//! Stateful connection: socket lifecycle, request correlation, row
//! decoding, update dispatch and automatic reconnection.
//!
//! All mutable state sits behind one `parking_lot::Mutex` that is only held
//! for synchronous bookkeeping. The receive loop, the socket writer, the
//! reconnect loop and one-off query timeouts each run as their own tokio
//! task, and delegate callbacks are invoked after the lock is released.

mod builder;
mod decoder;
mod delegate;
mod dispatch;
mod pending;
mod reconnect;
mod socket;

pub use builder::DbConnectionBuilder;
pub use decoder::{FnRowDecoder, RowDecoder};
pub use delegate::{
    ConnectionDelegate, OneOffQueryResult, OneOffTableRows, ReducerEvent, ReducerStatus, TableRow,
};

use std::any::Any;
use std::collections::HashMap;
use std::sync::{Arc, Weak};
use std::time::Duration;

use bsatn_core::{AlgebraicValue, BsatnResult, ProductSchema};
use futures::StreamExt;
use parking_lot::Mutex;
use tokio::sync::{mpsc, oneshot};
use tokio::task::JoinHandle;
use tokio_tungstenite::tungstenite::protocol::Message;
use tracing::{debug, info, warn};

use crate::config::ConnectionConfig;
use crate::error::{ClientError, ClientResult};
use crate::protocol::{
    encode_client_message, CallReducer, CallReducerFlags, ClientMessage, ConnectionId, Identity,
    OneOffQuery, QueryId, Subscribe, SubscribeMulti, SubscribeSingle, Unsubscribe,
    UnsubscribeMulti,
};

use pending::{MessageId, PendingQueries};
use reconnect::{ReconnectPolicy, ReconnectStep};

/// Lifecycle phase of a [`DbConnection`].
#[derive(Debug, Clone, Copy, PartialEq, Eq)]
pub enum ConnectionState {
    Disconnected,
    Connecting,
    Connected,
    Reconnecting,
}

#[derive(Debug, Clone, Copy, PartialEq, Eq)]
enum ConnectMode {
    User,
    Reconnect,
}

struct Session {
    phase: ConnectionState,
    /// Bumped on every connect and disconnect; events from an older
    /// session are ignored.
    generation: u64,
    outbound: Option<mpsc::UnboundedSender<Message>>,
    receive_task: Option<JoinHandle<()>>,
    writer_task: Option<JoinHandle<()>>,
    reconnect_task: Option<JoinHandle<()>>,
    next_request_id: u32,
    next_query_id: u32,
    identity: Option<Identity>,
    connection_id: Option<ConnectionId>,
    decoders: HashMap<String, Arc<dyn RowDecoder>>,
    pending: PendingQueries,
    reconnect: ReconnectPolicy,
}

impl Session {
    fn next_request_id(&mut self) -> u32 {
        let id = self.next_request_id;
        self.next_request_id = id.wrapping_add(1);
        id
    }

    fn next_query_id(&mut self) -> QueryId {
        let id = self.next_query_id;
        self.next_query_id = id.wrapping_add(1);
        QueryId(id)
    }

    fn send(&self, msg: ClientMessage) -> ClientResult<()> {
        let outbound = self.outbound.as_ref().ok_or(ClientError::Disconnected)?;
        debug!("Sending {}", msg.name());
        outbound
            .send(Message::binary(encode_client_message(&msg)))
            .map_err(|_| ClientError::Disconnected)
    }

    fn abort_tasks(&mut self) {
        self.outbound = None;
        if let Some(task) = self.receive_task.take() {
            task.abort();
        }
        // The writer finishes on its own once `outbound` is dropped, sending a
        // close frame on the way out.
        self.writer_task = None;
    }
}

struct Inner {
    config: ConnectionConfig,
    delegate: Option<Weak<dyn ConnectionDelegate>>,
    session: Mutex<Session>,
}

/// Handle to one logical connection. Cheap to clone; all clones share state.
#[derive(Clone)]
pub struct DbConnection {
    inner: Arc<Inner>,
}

=======

Task instructions:
The answer must be every line from the entries above that holds the string "dispatch".

Expected answer:
//! decoding, update dispatch and automatic reconnection.
mod dispatch;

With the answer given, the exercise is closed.